### TASK MATERIAL
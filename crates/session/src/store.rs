//! Persisted session store and the token record living in it.
//!
//! The store is a flat string-to-string mapping so the web target can back
//! it with browser local storage unchanged. Structured values are
//! JSON-encoded. The store is injected explicitly, constructed once at
//! application start and passed down, never reached through an ambient
//! global.

use std::collections::HashMap;
use std::sync::{Arc, RwLock};

use chrono::{DateTime, Duration, TimeZone, Utc};

use masthead_core::UserRecord;

/// Well-known keys of the persisted record.
pub mod keys {
    pub const TOKEN: &str = "token";
    /// Epoch milliseconds, stringified.
    pub const EXPIRY: &str = "expiry";
    /// JSON-encoded [`masthead_core::UserRecord`].
    pub const USER: &str = "user";
    /// Last protected path visited while unauthenticated, for post-login
    /// restoration.
    pub const REDIRECT_PATH: &str = "redirect_path";
    /// Monotonically increasing write marker; lets contexts detect that the
    /// token record changed underneath them.
    pub const WRITE_SEQ: &str = "write_seq";
}

/// Minimal persistent key-value contract.
///
/// One implementation per target runtime: local storage on the web, a file or
/// embedded db on desktop, [`InMemorySessionStore`] in tests. All values are
/// strings; last write wins; no locking across contexts.
pub trait SessionStore: Send + Sync {
    fn get(&self, key: &str) -> Option<String>;
    fn set(&self, key: &str, value: &str);
    fn remove(&self, key: &str);
}

/// HashMap-backed store. Shared across simulated contexts in tests by
/// cloning the `Arc` it is held through.
#[derive(Debug, Default)]
pub struct InMemorySessionStore {
    entries: RwLock<HashMap<String, String>>,
}

impl InMemorySessionStore {
    pub fn new() -> Self {
        Self::default()
    }
}

impl SessionStore for InMemorySessionStore {
    fn get(&self, key: &str) -> Option<String> {
        self.entries
            .read()
            .ok()
            .and_then(|map| map.get(key).cloned())
    }

    fn set(&self, key: &str, value: &str) {
        if let Ok(mut map) = self.entries.write() {
            map.insert(key.to_string(), value.to_string());
        }
    }

    fn remove(&self, key: &str) {
        if let Ok(mut map) = self.entries.write() {
            map.remove(key);
        }
    }
}

/// Typed view over the persisted token record.
///
/// All session writes go through here; every other component re-derives from
/// a fresh read instead of caching authentication state of its own.
#[derive(Clone)]
pub struct TokenStore {
    store: Arc<dyn SessionStore>,
}

impl TokenStore {
    pub fn new(store: Arc<dyn SessionStore>) -> Self {
        Self { store }
    }

    pub fn get(&self) -> Option<String> {
        self.store.get(keys::TOKEN)
    }

    /// Persist a token and its absolute expiry, bumping the write marker.
    /// Returns the new marker value.
    pub fn set(&self, token: &str, expiry: DateTime<Utc>) -> u64 {
        self.store.set(keys::TOKEN, token);
        self.store
            .set(keys::EXPIRY, &expiry.timestamp_millis().to_string());
        self.bump_write_seq()
    }

    /// Clear the token record (token, expiry, cached user). The redirect
    /// path survives: it is owned by the login-restoration flow, not by the
    /// session itself. Returns the new write marker value.
    pub fn remove(&self) -> u64 {
        self.store.remove(keys::TOKEN);
        self.store.remove(keys::EXPIRY);
        self.store.remove(keys::USER);
        self.bump_write_seq()
    }

    pub fn user(&self) -> Option<UserRecord> {
        let raw = self.store.get(keys::USER)?;
        match serde_json::from_str(&raw) {
            Ok(user) => Some(user),
            Err(err) => {
                tracing::warn!("discarding unreadable cached user record: {err}");
                None
            }
        }
    }

    /// Cache the server-confirmed profile so other contexts can adopt it
    /// without a network round trip.
    pub fn set_user(&self, user: &UserRecord) {
        match serde_json::to_string(user) {
            Ok(json) => self.store.set(keys::USER, &json),
            Err(err) => tracing::error!("failed to serialize user record: {err}"),
        }
    }

    pub fn expiry(&self) -> Option<DateTime<Utc>> {
        let raw = self.store.get(keys::EXPIRY)?;
        let millis: i64 = raw.parse().ok()?;
        Utc.timestamp_millis_opt(millis).single()
    }

    pub fn write_seq(&self) -> u64 {
        self.store
            .get(keys::WRITE_SEQ)
            .and_then(|raw| raw.parse().ok())
            .unwrap_or(0)
    }

    /// A token is valid iff it exists and its expiry is in the future.
    pub fn is_valid_at(&self, now: DateTime<Utc>) -> bool {
        match (self.get(), self.expiry()) {
            (Some(_), Some(expiry)) => now < expiry,
            _ => false,
        }
    }

    pub fn is_valid(&self) -> bool {
        self.is_valid_at(Utc::now())
    }

    /// True when the token is still valid but will expire within `threshold`.
    pub fn is_expiring_soon(&self, threshold: Duration, now: DateTime<Utc>) -> bool {
        match self.expiry() {
            Some(expiry) if self.get().is_some() => now < expiry && expiry - now <= threshold,
            _ => false,
        }
    }

    pub fn redirect_path(&self) -> Option<String> {
        self.store.get(keys::REDIRECT_PATH)
    }

    pub fn set_redirect_path(&self, path: &str) {
        self.store.set(keys::REDIRECT_PATH, path);
    }

    /// Read and clear the stored redirect path.
    pub fn take_redirect_path(&self) -> Option<String> {
        let path = self.redirect_path();
        if path.is_some() {
            self.store.remove(keys::REDIRECT_PATH);
        }
        path
    }

    fn bump_write_seq(&self) -> u64 {
        let next = self.write_seq() + 1;
        self.store.set(keys::WRITE_SEQ, &next.to_string());
        next
    }
}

### WHAT TO WORK ON
Across all the records above, how many lines hold the word "contexts"? Answer with only that number.

### RESULT OF THE TASK
4